We show that, contrary to conventional wisdom, the improved generalization of HNNs is the result of modeling acceleration directly.
We show that by relaxing the inductive biases of these models, we can match or exceed performance on energy-conserving systems while dramatically improving performance on practical, non-conservative systems.

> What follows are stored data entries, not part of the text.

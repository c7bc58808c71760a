//! Module defining the abstract interface (trait) for unpooling operators.
//!
//! Buffers are flat, row-major and split into `(batch, channel)` slices. Each
//! input slice holds `input_volume` elements and each output slice holds
//! `output_volume` elements; the mask has the input's layout and stores, per
//! element, a flat index into the matching output slice.

use thiserror::Error;

/// Errors raised while executing an operator.
/// Shared by every operator implementation.
#[derive(Error, Debug, Clone, PartialEq)]
pub enum RuntimeError {
    #[error("Buffer '{buffer}' holds {actual} elements; the slice layout requires {expected}.")]
    BufferSizeMismatch {
        buffer: &'static str,
        expected: usize,
        actual: usize,
    },

    #[error("Mask value {value} at slice {slice}, position {position} is not a valid index \
             into an output slice of {volume} elements.")]
    MaskIndexOutOfBounds {
        slice: usize,
        position: usize,
        value: f32,
        volume: usize,
    },

    #[error("Zero-sized spatial volume (input {input_volume}, output {output_volume}).")]
    EmptyVolume {
        input_volume: usize,
        output_volume: usize,
    },

    #[error("Mask grid {mask_grid:?} does not cover the {input:?} input plane.")]
    MaskGridTooSmall {
        mask_grid: [usize; 2],
        input: [usize; 2],
    },

    #[error("No accelerated adapter is available: {0}")]
    AcceleratorUnavailable(String),

    #[error("Device error: {0}")]
    DeviceError(String),
}

/// Flat addressing of feature maps split into independent `(batch, channel)` slices.
#[derive(Debug, Clone, Copy, PartialEq, Eq)]
pub struct SliceLayout {
    /// `num * channels`.
    pub num_slices: usize,
    /// Product of the input's spatial extents.
    pub input_volume: usize,
    /// Product of the unpooled spatial extents.
    pub output_volume: usize,
}

impl SliceLayout {
    pub fn new(
        num_slices: usize,
        input_volume: usize,
        output_volume: usize,
    ) -> Result<Self, RuntimeError> {
        if input_volume == 0 || output_volume == 0 {
            return Err(RuntimeError::EmptyVolume {
                input_volume,
                output_volume,
            });
        }
        Ok(Self {
            num_slices,
            input_volume,
            output_volume,
        })
    }

    /// Builds the layout from full `[num, channels, spatial...]` shapes.
    pub fn from_shapes(
        input_shape: &[usize],
        output_shape: &[usize],
    ) -> Result<Self, RuntimeError> {
        let num_slices = input_shape.iter().take(2).product();
        let input_volume = input_shape.iter().skip(2).product();
        let output_volume = output_shape.iter().skip(2).product();
        Self::new(num_slices, input_volume, output_volume)
    }

    /// Element count of the input, mask and bottom gradient.
    pub fn input_len(&self) -> usize {
        self.num_slices * self.input_volume
    }

    /// Element count of the output and top gradient.
    pub fn output_len(&self) -> usize {
        self.num_slices * self.output_volume
    }

    pub fn input_offset(&self, slice: usize) -> usize {
        slice * self.input_volume
    }

    pub fn output_offset(&self, slice: usize) -> usize {
        slice * self.output_volume
    }

    pub(crate) fn check_len(
        &self,
        buffer: &'static str,
        actual: usize,
        expected: usize,
    ) -> Result<(), RuntimeError> {
        if actual != expected {
            return Err(RuntimeError::BufferSizeMismatch {
                buffer,
                expected,
                actual,
            });
        }
        Ok(())
    }
}

/// Converts mask values into checked per-slice output indices.
///
/// Values are truncated toward zero like an integer cast; negative, non-finite
/// or too-large values are rejected instead of addressing outside the slice.
pub fn resolve_mask(layout: &SliceLayout, mask: &[f32]) -> Result<Vec<usize>, RuntimeError> {
    layout.check_len("mask", mask.len(), layout.input_len())?;
    mask.iter()
        .enumerate()
        .map(|(flat, &value)| {
            let index = value.trunc();
            if value.is_finite() && index >= 0.0 && (index as usize) < layout.output_volume {
                Ok(index as usize)
            } else {
                Err(RuntimeError::MaskIndexOutOfBounds {
                    slice: flat / layout.input_volume,
                    position: flat % layout.input_volume,
                    value,
                    volume: layout.output_volume,
                })
            }
        })
        .collect()
}

/// Common interface of the unpooling execution paths.
///
/// Implementations are selected once per layer (see [`crate::runtime::instantiate`])
/// and then reused for every forward/backward call.
pub trait UnpoolingOperator: std::fmt::Debug {
    /// Short name used in logs.
    fn name(&self) -> &'static str;

    /// Scatter: zeroes `output`, then writes every input element to the
    /// output position recorded by the mask. The last write wins.
    fn forward(
        &self,
        layout: &SliceLayout,
        input: &[f32],
        mask: &[f32],
        output: &mut [f32],
    ) -> Result<(), RuntimeError>;

    /// Gather: every bottom gradient element reads the top gradient at the
    /// position recorded by the mask.
    fn backward(
        &self,
        layout: &SliceLayout,
        top_diff: &[f32],
        mask: &[f32],
        bottom_diff: &mut [f32],
    ) -> Result<(), RuntimeError>;
}

#[cfg(test)]
mod tests {
    use super::*;

    #[test]
    fn test_layout_from_shapes() {
        let layout = SliceLayout::from_shapes(&[2, 3, 2, 2], &[2, 3, 4, 4]).unwrap();
        assert_eq!(layout.num_slices, 6);
        assert_eq!(layout.input_volume, 4);
        assert_eq!(layout.output_volume, 16);
        assert_eq!(layout.input_len(), 24);
        assert_eq!(layout.output_len(), 96);
        assert_eq!(layout.input_offset(2), 8);
        assert_eq!(layout.output_offset(2), 32);
    }

    #[test]
    fn test_layout_rejects_empty_volume() {
        assert!(matches!(
            SliceLayout::new(1, 0, 4),
            Err(RuntimeError::EmptyVolume { .. })
        ));
    }

    #[test]
    fn test_resolve_mask_truncates() {
        let layout = SliceLayout::new(2, 2, 4).unwrap();
        let indices = resolve_mask(&layout, &[0.0, 3.0, 1.9, 2.0]).unwrap();
        assert_eq!(indices, vec![0, 3, 1, 2]);
    }

    #[test]
    fn test_resolve_mask_reports_bad_entries() {
        let layout = SliceLayout::new(2, 2, 4).unwrap();
        assert_eq!(
            resolve_mask(&layout, &[0.0, 1.0, 4.0, 2.0]),
            Err(RuntimeError::MaskIndexOutOfBounds {
                slice: 1,
                position: 0,
                value: 4.0,
                volume: 4,
            })
        );
        assert!(resolve_mask(&layout, &[0.0, -1.0, 0.0, 0.0]).is_err());
        assert!(resolve_mask(&layout, &[f32::NAN, 0.0, 0.0, 0.0]).is_err());
        assert!(matches!(
            resolve_mask(&layout, &[0.0; 3]),
            Err(RuntimeError::BufferSizeMismatch { buffer: "mask", .. })
        ));
    }
}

- Score: 41.37309202965647
- License: http://creativecommons.org/licenses/by/4.0/
- Abstract: Physics-inspired neural networks (NNs), such as Hamiltonian or Lagrangian
NNs, dramatically outperform other learned dynamics models by leveraging strong
inductive biases. These models, however, are challenging to apply to many real
world systems, such as those that don't conserve energy or contain contacts, a
common setting for robotics and reinforcement learning. In this paper, we
examine the inductive biases that make physics-inspired models successful in
practice. We show that, contrary to conventional wisdom, the improved
generalization of HNNs is the result of modeling acceleration directly and
avoiding artificial complexity from the coordinate system, rather than
symplectic structure or energy conservation. We show that by relaxing the
inductive biases of these models, we can match or exceed performance on
energy-conserving systems while dramatically improving performance on
practical, non-conservative systems. We extend this approach to constructing
transition models for common Mujoco environments, showing that our model can
appropriately balance inductive biases with the flexibility required for
model-based control.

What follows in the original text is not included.